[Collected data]
-- Opening Marker --

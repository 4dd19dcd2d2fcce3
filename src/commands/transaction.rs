//! Transaction command handlers.

use crate::args::TransactionFieldArgs;
use crate::commands::{plural, Money, Out};
use crate::error::LedgerError;
use crate::ledger::Ledger;
use crate::model::{sorted_for_display, Transaction, TransactionInput, YearMonth};
use crate::store::KeyValueStore;
use crate::{Config, Result};
use chrono::Local;

/// Lists the transactions of `month`, newest first.
pub async fn list_transactions(config: Config, month: YearMonth) -> Result<Out<Vec<Transaction>>> {
    let ledger = config.ledger().await?;
    let money = Money::new(&config, ledger.store()).await;
    let sorted = sorted_for_display(ledger.transactions_for_month(month));

    let mut message = format!(
        "{} {} in {month}",
        sorted.len(),
        plural(sorted.len(), "transaction", "transactions")
    );
    for t in &sorted {
        message.push_str(&format!(
            "\n  {}  {:>15}  {:<7}  {:>14}  {}",
            t.date(),
            t.id(),
            t.kind(),
            money.format(t.amount().value()),
            ledger.category_name(t.category()),
        ));
        if !t.payment_method().is_empty() {
            message.push_str(&format!("  [{}]", t.payment_method()));
        }
        if let Some(details) = t.details() {
            message.push_str(&format!("  {details}"));
        }
    }

    let structure = sorted.into_iter().cloned().collect();
    Ok(Out::new(message, structure))
}

/// Adds a transaction. The date defaults to today.
///
/// # Errors
/// - `LedgerError::Validation` if a field is missing or malformed, or the category is unknown.
pub async fn add_transaction(
    config: Config,
    fields: TransactionFieldArgs,
) -> Result<Out<Transaction>> {
    let mut ledger = config.ledger().await?;
    let mut input = TransactionInput::default();
    apply(&ledger, &mut input, fields)?;
    if input.date.is_none() {
        input.date = Some(Local::now().date_naive().to_string());
    }

    let transaction = ledger.add_transaction(&input).await?;
    let money = Money::new(&config, ledger.store()).await;
    Ok(Out::new(
        format!(
            "Added {} of {} on {} with ID {}",
            transaction.kind(),
            money.format(transaction.amount().value()),
            transaction.date(),
            transaction.id()
        ),
        transaction,
    ))
}

/// Changes the given fields of transaction `id`, keeping the others.
///
/// # Errors
/// - `LedgerError::TransactionNotFound` if there is no such transaction.
/// - `LedgerError::Validation` if a field is malformed or the category is unknown.
pub async fn update_transaction(
    config: Config,
    id: u64,
    fields: TransactionFieldArgs,
) -> Result<Out<Transaction>> {
    let mut ledger = config.ledger().await?;
    let mut input = ledger
        .get_transaction(id)
        .map(TransactionInput::from)
        .ok_or(LedgerError::TransactionNotFound(id))?;
    apply(&ledger, &mut input, fields)?;

    let transaction = ledger.update_transaction(id, &input).await?;
    Ok(Out::new(format!("Updated transaction {id}"), transaction))
}

/// Deletes transaction `id`.
///
/// # Errors
/// - `LedgerError::TransactionNotFound` if there is no such transaction.
pub async fn delete_transaction(config: Config, id: u64) -> Result<Out<Transaction>> {
    let mut ledger = config.ledger().await?;
    let transaction = ledger
        .delete_transaction(id)
        .await?
        .ok_or(LedgerError::TransactionNotFound(id))?;
    Ok(Out::new(format!("Deleted transaction {id}"), transaction))
}

/// Copies the fields given on the command line into `input`.
fn apply<S>(
    ledger: &Ledger<S>,
    input: &mut TransactionInput,
    fields: TransactionFieldArgs,
) -> Result<()>
where
    S: KeyValueStore,
{
    if let Some(category) = fields.category.as_deref() {
        input.category = Some(resolve_category(ledger, category)?);
    }
    if fields.kind.is_some() {
        input.kind = fields.kind;
    }
    if fields.amount.is_some() {
        input.amount = fields.amount;
    }
    if fields.date.is_some() {
        input.date = fields.date;
    }
    if fields.payment_method.is_some() {
        input.payment_method = fields.payment_method;
    }
    if fields.details.is_some() {
        input.details = fields.details;
    }
    Ok(())
}

/// Finds a category by name, ignoring case, or by ID.
fn resolve_category<S>(ledger: &Ledger<S>, value: &str) -> Result<u64>
where
    S: KeyValueStore,
{
    let value = value.trim();
    if let Some(category) = ledger.categories().find_by_name(value, None) {
        return Ok(category.id());
    }
    if let Ok(id) = value.parse::<u64>() {
        if ledger.categories().get(id).is_some() {
            return Ok(id);
        }
    }
    Err(LedgerError::validation(format!("there is no category named '{value}'")).into())
}

#[cfg(test)]
mod tests {
    use super::*;
    use crate::error::ledger_error;
    use crate::model::TransactionType;
    use crate::preferences;
    use crate::test::TestEnv;

    fn fields(kind: &str, amount: &str, category: &str, date: &str) -> TransactionFieldArgs {
        TransactionFieldArgs {
            kind: Some(kind.to_string()),
            amount: Some(amount.to_string()),
            category: Some(category.to_string()),
            date: Some(date.to_string()),
            payment_method: None,
            details: None,
        }
    }

    #[tokio::test]
    async fn test_add_transaction_by_category_name() {
        let env = TestEnv::new().await;
        let out = add_transaction(env.config(), fields("expense", "12.5", "comida", "2024-01-05"))
            .await
            .unwrap();
        let t = out.structure().unwrap();
        assert_eq!(t.category(), env.category_id("Comida").await);
        assert!(out.message().contains("$12.50"));
        assert_eq!(env.ledger().await.transactions().len(), 1);
    }

    #[tokio::test]
    async fn test_add_transaction_by_category_id_defaults_date() {
        let env = TestEnv::new().await;
        let id = env.category_id("Sueldo").await;
        let mut f = fields("income", "1000", &id.to_string(), "");
        f.date = None;
        let out = add_transaction(env.config(), f).await.unwrap();
        let t = out.structure().unwrap();
        assert_eq!(t.category(), id);
        assert_eq!(t.date(), Local::now().date_naive());
    }

    #[tokio::test]
    async fn test_add_transaction_unknown_category() {
        let env = TestEnv::new().await;
        let err = add_transaction(env.config(), fields("expense", "1", "Nope", "2024-01-05"))
            .await
            .unwrap_err();
        assert!(matches!(
            ledger_error(&err),
            Some(LedgerError::Validation(_))
        ));
        assert!(env.ledger().await.transactions().is_empty());
    }

    #[tokio::test]
    async fn test_add_transaction_negative_amount() {
        let env = TestEnv::new().await;
        let err = add_transaction(env.config(), fields("expense", "-3", "Ocio", "2024-01-05"))
            .await
            .unwrap_err();
        assert!(matches!(
            ledger_error(&err),
            Some(LedgerError::Validation(_))
        ));
    }

    #[tokio::test]
    async fn test_update_transaction_keeps_other_fields() {
        let env = TestEnv::new().await;
        let id = env
            .insert_test_transaction("expense", "20", "Ocio", "2024-01-10")
            .await;
        let change = TransactionFieldArgs {
            amount: Some("25".to_string()),
            details: Some("Cine".to_string()),
            ..TransactionFieldArgs::default()
        };
        let out = update_transaction(env.config(), id, change).await.unwrap();
        let t = out.structure().unwrap();
        assert_eq!(t.id(), id);
        assert_eq!(t.kind(), TransactionType::Expense);
        assert_eq!(t.amount().value().to_string(), "25");
        assert_eq!(t.date().to_string(), "2024-01-10");
        assert_eq!(t.category(), env.category_id("Ocio").await);
        assert_eq!(t.payment_method(), "Efectivo");
        assert_eq!(t.details(), Some("Cine"));
    }

    #[tokio::test]
    async fn test_update_and_delete_unknown_transaction() {
        let env = TestEnv::new().await;
        let err = update_transaction(env.config(), 7, TransactionFieldArgs::default())
            .await
            .unwrap_err();
        assert_eq!(ledger_error(&err), Some(&LedgerError::TransactionNotFound(7)));

        let err = delete_transaction(env.config(), 7).await.unwrap_err();
        assert_eq!(ledger_error(&err), Some(&LedgerError::TransactionNotFound(7)));
    }

    #[tokio::test]
    async fn test_list_transactions_newest_first_and_masked() {
        let env = TestEnv::new().await;
        let older = env
            .insert_test_transaction("expense", "5", "Comida", "2024-01-02")
            .await;
        let newer = env
            .insert_test_transaction("income", "900", "Sueldo", "2024-01-30")
            .await;
        env.insert_test_transaction("expense", "1", "Comida", "2024-02-01")
            .await;

        let january = YearMonth::new(2024, 1).unwrap();
        let out = list_transactions(env.config(), january).await.unwrap();
        let ids: Vec<u64> = out.structure().unwrap().iter().map(|t| t.id()).collect();
        assert_eq!(ids, vec![newer, older]);
        assert!(out.message().contains("$900.00"));

        let ledger = env.ledger().await;
        preferences::set_balance_visible(ledger.store(), false)
            .await
            .unwrap();
        let out = list_transactions(env.config(), january).await.unwrap();
        assert!(!out.message().contains("$900.00"));
        assert!(out.message().contains(crate::commands::MASK));
    }

    #[tokio::test]
    async fn test_delete_transaction() {
        let env = TestEnv::new().await;
        let id = env
            .insert_test_transaction("expense", "5", "Comida", "2024-01-02")
            .await;
        let out = delete_transaction(env.config(), id).await.unwrap();
        assert_eq!(out.structure().unwrap().id(), id);
        assert!(env.ledger().await.transactions().is_empty());
    }
}
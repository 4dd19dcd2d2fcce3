use clap::Parser;
use quarter::args::{Args, CategorySubcommand, ChartKind, Command, TransactionSubcommand};
use quarter::{commands, Config, Result};
use std::process::ExitCode;
use tracing::{debug, error, trace};
use tracing_subscriber::filter::LevelFilter;
use tracing_subscriber::EnvFilter;

#[tokio::main]
async fn main() -> ExitCode {
    let args = Args::parse();
    let log_level = args.common().log_level();
    init_logger(log_level);
    debug!("Log level set to {}", log_level.to_string().to_lowercase());

    match main_inner(args).await {
        Ok(_) => ExitCode::SUCCESS,
        Err(e) => {
            error!("Exiting with error: {e:#}");
            ExitCode::FAILURE
        }
    }
}

pub async fn main_inner(args: Args) -> Result<()> {
    trace!("{args:?}");
    let home = args.common().quarter_home().path();

    // Route to appropriate command handler
    let _: () = match args.command() {
        Command::Init => commands::init(home).await?.print(),

        Command::Category(category_args) => {
            let config = Config::load(home).await?;
            match category_args.action() {
                CategorySubcommand::List => commands::list_categories(config).await?.print(),
                CategorySubcommand::Add { name } => {
                    commands::add_category(config, name).await?.print()
                }
                CategorySubcommand::Rename { id, name } => {
                    commands::rename_category(config, *id, name).await?.print()
                }
                CategorySubcommand::Delete { id } => {
                    commands::delete_category(config, *id).await?.print()
                }
            }
        }

        Command::Transaction(transaction_args) => {
            let config = Config::load(home).await?;
            match transaction_args.action() {
                TransactionSubcommand::List(month_args) => {
                    commands::list_transactions(config, month_args.month())
                        .await?
                        .print()
                }
                TransactionSubcommand::Add(fields) => {
                    commands::add_transaction(config, fields.clone())
                        .await?
                        .print()
                }
                TransactionSubcommand::Update { id, fields } => {
                    commands::update_transaction(config, *id, fields.clone())
                        .await?
                        .print()
                }
                TransactionSubcommand::Delete { id } => {
                    commands::delete_transaction(config, *id).await?.print()
                }
            }
        }

        Command::Summary(month_args) => {
            let config = Config::load(home).await?;
            commands::summary(config, month_args.month()).await?.print()
        }

        Command::Chart(chart_args) => {
            let config = Config::load(home).await?;
            match chart_args.kind() {
                ChartKind::Flow => commands::chart_flow(config, chart_args.month())
                    .await?
                    .print(),
                ChartKind::Categories => commands::chart_categories(config, chart_args.month())
                    .await?
                    .print(),
            }
        }

        Command::Export(export_args) => {
            let config = Config::load(home).await?;
            commands::export(config, export_args.out()).await?.print()
        }

        Command::Import(import_args) => {
            let config = Config::load(home).await?;
            commands::import(config, import_args.path(), import_args.yes())
                .await?
                .print()
        }

        Command::Visibility(visibility_args) => {
            let config = Config::load(home).await?;
            commands::visibility(config, visibility_args.action())
                .await?
                .print()
        }
    };
    Ok(())
}

/// Initializes the tracing subscriber.
pub fn init_logger(level: LevelFilter) {
    let filter = match std::env::var("RUST_LOG").ok() {
        Some(_) => {
            // RUST_LOG exists; use it.
            EnvFilter::from_default_env()
        }
        None => {
            // RUST_LOG does not exist; use default log level for this crate only.
            EnvFilter::new(format!(
                "{}={},{}={}",
                env!("CARGO_CRATE_NAME"),
                level,
                env!("CARGO_BIN_NAME"),
                level
            ))
        }
    };

    tracing_subscriber::fmt()
        .with_env_filter(filter)
        .with_writer(std::io::stderr)
        .init();
}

-- Closing Marker --

Copy out the entries above exactly as given, starting at the top and ending with the line containing "let ledger = config.ledger().await?;"; include both and nothing more.

repository 4dd19dcd2d2fcce3
filename src/commands/transaction.rs
//! Transaction command handlers.

use crate::args::TransactionFieldArgs;
use crate::commands::{plural, Money, Out};
use crate::error::LedgerError;
use crate::ledger::Ledger;
use crate::model::{sorted_for_display, Transaction, TransactionInput, YearMonth};
use crate::store::KeyValueStore;
use crate::{Config, Result};
use chrono::Local;

/// Lists the transactions of `month`, newest first.
pub async fn list_transactions(config: Config, month: YearMonth) -> Result<Out<Vec<Transaction>>> {
    let ledger = config.ledger().await?;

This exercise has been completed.